[Stored data entries]
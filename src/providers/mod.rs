//! Price provider implementations

pub mod binance;
pub mod coingecko;
pub mod failover;

pub use binance::BinanceTickerProvider;
pub use coingecko::CoinGeckoProvider;
pub use failover::FailoverProvider;
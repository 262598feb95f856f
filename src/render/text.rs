//! Text message rendering

use crate::{
    format::{format_change, format_price},
    types::{Direction, PriceQuote},
};

/// Builds the HTML message for one quote:
///
/// ```text
/// 📈 <b>BTC</b>
/// 💰 $50,000
/// 📊 24h: +2.50%
/// ```
///
/// The 24h line is left out when the provider reported no change.
pub fn price_message(symbol: &str, quote: &PriceQuote, direction: Direction) -> String {
    let mut message = format!(
        "{} <b>{}</b>\n💰 {}",
        direction.glyph(),
        symbol,
        format_price(quote.price)
    );
    if let Some(change) = quote.change_24h {
        message.push_str(&format!("\n📊 24h: {}", format_change(change)));
    }
    message
}

#[cfg(test)]
mod tests {
    use super::*;
    use rust_decimal_macros::dec;

    #[test]
    fn test_message_with_change() {
        let quote = PriceQuote::with_change("BTC", dec!(50000), Some(dec!(2.5)), "coingecko");
        assert_eq!(
            price_message("BTC", &quote, Direction::Up),
            "📈 <b>BTC</b>\n💰 $50,000\n📊 24h: +2.50%"
        );
    }

    #[test]
    fn test_message_down_without_change() {
        let quote = PriceQuote::new("DOGE", dec!(0.01234), "binance");
        assert_eq!(
            price_message("DOGE", &quote, Direction::Down),
            "📉 <b>DOGE</b>\n💰 $0.0123"
        );
    }

    #[test]
    fn test_unchanged_price_shows_up_glyph() {
        let quote = PriceQuote::with_change("ETH", dec!(3000), Some(dec!(0)), "coingecko");
        let message = price_message("ETH", &quote, Direction::Same);
        assert!(message.starts_with("📈"));
        assert!(message.ends_with("24h: 0.00%"));
    }
}
//! Runtime configuration
//!
//! Loaded once at startup from a TOML file (or taken from `Config::default()`)
//! and handed to each component at construction. Secrets are read from the
//! environment so the file can be committed.

use crate::{
    constants::{
        BINANCE_API_URL, BOT_TOKEN_ENV, CHAT_ID_ENV, COINGECKO_API_URL, DEFAULT_FONT_SIZE,
        DEFAULT_PARSE_MODE, DEFAULT_REQUEST_TIMEOUT_SECS, DEFAULT_STATE_FILE, DEFAULT_TICK_SECS,
        TELEGRAM_API_URL,
    },
    error::ConfigError,
};
use serde::Deserialize;
use std::collections::HashSet;
use std::path::{Path, PathBuf};
use std::time::Duration;

#[derive(Debug, Clone, Deserialize)]
#[serde(default)]
pub struct Config {
    /// Seconds to sleep between polls
    pub tick_seconds: u64,
    /// Per-request network timeout
    pub request_timeout_secs: u64,
    /// Where the last posted prices are kept
    pub state_file: PathBuf,
    /// Line appended to every caption (e.g. a channel tag)
    pub footer: Option<String>,
    pub telegram: TelegramConfig,
    pub providers: ProvidersConfig,
    pub image: ImageConfig,
    /// Symbols in the order they are processed each tick
    pub symbols: Vec<SymbolConfig>,
}

#[derive(Debug, Clone, Deserialize)]
#[serde(default)]
pub struct TelegramConfig {
    pub api_url: String,
    /// Overridden by `TELEGRAM_BOT_TOKEN`
    pub bot_token: Option<String>,
    /// Overridden by `TELEGRAM_CHAT_ID`
    pub chat_id: Option<String>,
    pub parse_mode: String,
}

#[derive(Debug, Clone, Deserialize)]
#[serde(default)]
pub struct ProvidersConfig {
    pub coingecko_url: String,
    pub binance_url: String,
    /// Skip the Binance fallback entirely
    pub fallback_enabled: bool,
}

#[derive(Debug, Clone, Deserialize)]
#[serde(default)]
pub struct ImageConfig {
    /// TTF/OTF used to draw prices onto templates
    pub font_path: Option<PathBuf>,
    pub font_size: f64,
    /// RGB text color
    pub color: [u8; 3],
}

/// Schedule and lookup settings for one symbol
#[derive(Debug, Clone, Deserialize)]
pub struct SymbolConfig {
    pub symbol: String,
    pub interval_seconds: u64,
    /// CoinGecko asset ids, first match wins
    #[serde(default)]
    pub coingecko_ids: Vec<String>,
    /// Binance ticker symbols, first match wins
    #[serde(default)]
    pub ticker_symbols: Vec<String>,
    /// Template image; without one the symbol is posted as text
    #[serde(default)]
    pub template: Option<PathBuf>,
    /// Pixel the price text is centered on
    #[serde(default)]
    pub anchor: Option<(i32, i32)>,
}

impl SymbolConfig {
    /// Creates a text-only symbol with one lookup key per provider
    pub fn new(symbol: &str, interval_seconds: u64, coingecko_id: &str, ticker: &str) -> Self {
        Self {
            symbol: symbol.to_string(),
            interval_seconds,
            coingecko_ids: vec![coingecko_id.to_string()],
            ticker_symbols: vec![ticker.to_string()],
            template: None,
            anchor: None,
        }
    }

    pub fn interval(&self) -> Duration {
        Duration::from_secs(self.interval_seconds)
    }
}

impl Config {
    /// Loads and validates a TOML config file
    pub fn load<P: AsRef<Path>>(path: P) -> Result<Self, ConfigError> {
        let content = std::fs::read_to_string(path).map_err(ConfigError::ReadFile)?;
        let config = Self::from_toml(&content)?;
        Ok(config)
    }

    /// Parses and validates TOML content
    pub fn from_toml(content: &str) -> Result<Self, ConfigError> {
        let config: Config = toml::from_str(content).map_err(ConfigError::Parse)?;
        config.validate()?;
        Ok(config)
    }

    /// Applies `TELEGRAM_BOT_TOKEN` / `TELEGRAM_CHAT_ID` on top of the file values
    pub fn apply_env(&mut self) {
        if let Ok(token) = std::env::var(BOT_TOKEN_ENV) {
            self.telegram.bot_token = Some(token);
        }
        if let Ok(chat_id) = std::env::var(CHAT_ID_ENV) {
            self.telegram.chat_id = Some(chat_id);
        }
    }

    pub fn tick(&self) -> Duration {
        Duration::from_secs(self.tick_seconds)
    }

    pub fn request_timeout(&self) -> Duration {
        Duration::from_secs(self.request_timeout_secs)
    }

    /// True when any symbol is rendered onto a template
    pub fn uses_images(&self) -> bool {
        self.symbols.iter().any(|s| s.template.is_some())
    }

    pub fn validate(&self) -> Result<(), ConfigError> {
        if self.tick_seconds == 0 {
            return Err(ConfigError::invalid("tick_seconds", "must be greater than 0"));
        }
        if self.request_timeout_secs == 0 {
            return Err(ConfigError::invalid(
                "request_timeout_secs",
                "must be greater than 0",
            ));
        }
        if self.symbols.is_empty() {
            return Err(ConfigError::MissingField { field: "symbols" });
        }

        let mut seen = HashSet::new();
        for symbol in &self.symbols {
            if symbol.symbol.trim().is_empty() {
                return Err(ConfigError::invalid("symbol", "cannot be empty"));
            }
            if !seen.insert(symbol.symbol.as_str()) {
                return Err(ConfigError::invalid(
                    "symbol",
                    format!("{} is listed more than once", symbol.symbol),
                ));
            }
            if symbol.interval_seconds == 0 {
                return Err(ConfigError::invalid(
                    "interval_seconds",
                    format!("{} must have an interval greater than 0", symbol.symbol),
                ));
            }
            if symbol.coingecko_ids.is_empty() && symbol.ticker_symbols.is_empty() {
                return Err(ConfigError::invalid(
                    "coingecko_ids",
                    format!("{} has no lookup keys for any provider", symbol.symbol),
                ));
            }
            if symbol.template.is_some() && symbol.anchor.is_none() {
                return Err(ConfigError::invalid(
                    "anchor",
                    format!("{} has a template but no anchor", symbol.symbol),
                ));
            }
        }

        if self.uses_images() {
            if self.image.font_path.is_none() {
                return Err(ConfigError::MissingField {
                    field: "image.font_path",
                });
            }
            if self.image.font_size <= 0.0 {
                return Err(ConfigError::invalid("image.font_size", "must be positive"));
            }
        }

        Ok(())
    }
}

impl Default for Config {
    fn default() -> Self {
        Self {
            tick_seconds: DEFAULT_TICK_SECS,
            request_timeout_secs: DEFAULT_REQUEST_TIMEOUT_SECS,
            state_file: PathBuf::from(DEFAULT_STATE_FILE),
            footer: None,
            telegram: TelegramConfig::default(),
            providers: ProvidersConfig::default(),
            image: ImageConfig::default(),
            symbols: vec![
                SymbolConfig::new("BTC", 120, "bitcoin", "BTCUSDT"),
                SymbolConfig::new("ETH", 300, "ethereum", "ETHUSDT"),
                SymbolConfig {
                    coingecko_ids: vec!["toncoin".into(), "the-open-network".into()],
                    ..SymbolConfig::new("TON", 600, "toncoin", "TONUSDT")
                },
                SymbolConfig::new("LTC", 900, "litecoin", "LTCUSDT"),
            ],
        }
    }
}

impl Default for TelegramConfig {
    fn default() -> Self {
        Self {
            api_url: TELEGRAM_API_URL.to_string(),
            bot_token: None,
            chat_id: None,
            parse_mode: DEFAULT_PARSE_MODE.to_string(),
        }
    }
}

impl Default for ProvidersConfig {
    fn default() -> Self {
        Self {
            coingecko_url: COINGECKO_API_URL.to_string(),
            binance_url: BINANCE_API_URL.to_string(),
            fallback_enabled: true,
        }
    }
}

impl Default for ImageConfig {
    fn default() -> Self {
        Self {
            font_path: None,
            font_size: DEFAULT_FONT_SIZE,
            color: [255, 255, 255],
        }
    }
}

#[cfg(test)]
mod tests {
    use super::*;

    #[test]
    fn test_default_config_is_valid() {
        let config = Config::default();
        assert!(config.validate().is_ok());
        assert_eq!(config.tick_seconds, 30);

        let intervals: Vec<_> = config
            .symbols
            .iter()
            .map(|s| (s.symbol.as_str(), s.interval_seconds))
            .collect();
        assert_eq!(
            intervals,
            vec![("BTC", 120), ("ETH", 300), ("TON", 600), ("LTC", 900)]
        );
        assert!(!config.uses_images());
    }

    #[test]
    fn test_parse_full_config() {
        let toml = r#"
tick_seconds = 10
state_file = "/tmp/prices.json"
footer = "@cryptoprics"

[telegram]
chat_id = "-1001"

[providers]
fallback_enabled = false

[image]
font_path = "fonts/Inter-Bold.ttf"
font_size = 96.0
color = [10, 20, 30]

[[symbols]]
symbol = "BTC"
interval_seconds = 120
coingecko_ids = ["bitcoin"]
template = "templates/btc.png"
anchor = [540, 610]

[[symbols]]
symbol = "TON"
interval_seconds = 600
coingecko_ids = ["toncoin", "the-open-network"]
ticker_symbols = ["TONUSDT"]
"#;

        let config = Config::from_toml(toml).unwrap();
        assert_eq!(config.tick_seconds, 10);
        assert_eq!(config.footer.as_deref(), Some("@cryptoprics"));
        assert_eq!(config.telegram.chat_id.as_deref(), Some("-1001"));
        assert_eq!(config.telegram.api_url, TELEGRAM_API_URL);
        assert!(!config.providers.fallback_enabled);
        assert_eq!(config.image.color, [10, 20, 30]);
        assert_eq!(config.symbols.len(), 2);
        assert_eq!(config.symbols[0].anchor, Some((540, 610)));
        assert_eq!(config.symbols[1].coingecko_ids.len(), 2);
        assert!(config.symbols[1].template.is_none());
        assert!(config.uses_images());
        // unspecified fields keep their defaults
        assert_eq!(config.request_timeout_secs, DEFAULT_REQUEST_TIMEOUT_SECS);
    }

    #[test]
    fn test_rejects_duplicate_symbols() {
        let toml = r#"
[[symbols]]
symbol = "BTC"
interval_seconds = 120
coingecko_ids = ["bitcoin"]

[[symbols]]
symbol = "BTC"
interval_seconds = 300
coingecko_ids = ["bitcoin"]
"#;
        match Config::from_toml(toml) {
            Err(ConfigError::InvalidValue { field: "symbol", .. }) => {}
            other => panic!("expected duplicate symbol error, got {:?}", other),
        }
    }

    #[test]
    fn test_rejects_zero_interval() {
        let toml = r#"
[[symbols]]
symbol = "ETH"
interval_seconds = 0
coingecko_ids = ["ethereum"]
"#;
        match Config::from_toml(toml) {
            Err(ConfigError::InvalidValue {
                field: "interval_seconds",
                ..
            }) => {}
            other => panic!("expected interval error, got {:?}", other),
        }
    }

    #[test]
    fn test_rejects_symbol_without_keys() {
        let toml = r#"
[[symbols]]
symbol = "ETH"
interval_seconds = 60
"#;
        assert!(matches!(
            Config::from_toml(toml),
            Err(ConfigError::InvalidValue { field: "coingecko_ids", .. })
        ));
    }

    #[test]
    fn test_template_requires_font_and_anchor() {
        let no_anchor = r#"
[image]
font_path = "font.ttf"

[[symbols]]
symbol = "BTC"
interval_seconds = 60
coingecko_ids = ["bitcoin"]
template = "btc.png"
"#;
        assert!(matches!(
            Config::from_toml(no_anchor),
            Err(ConfigError::InvalidValue { field: "anchor", .. })
        ));

        let no_font = r#"
[[symbols]]
symbol = "BTC"
interval_seconds = 60
coingecko_ids = ["bitcoin"]
template = "btc.png"
anchor = [100, 100]
"#;
        assert!(matches!(
            Config::from_toml(no_font),
            Err(ConfigError::MissingField {
                field: "image.font_path"
            })
        ));
    }

    #[test]
    fn test_rejects_empty_symbol_list() {
        assert!(matches!(
            Config::from_toml("symbols = []"),
            Err(ConfigError::MissingField { field: "symbols" })
        ));
    }

    #[test]
    fn test_load_missing_file() {
        assert!(matches!(
            Config::load("/definitely/not/here.toml"),
            Err(ConfigError::ReadFile(_))
        ));
    }
}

**What you have to do:**
Among the lines above, some may hold the string "content". State how many, giving the number alone.

**Answer to the exercise:**
5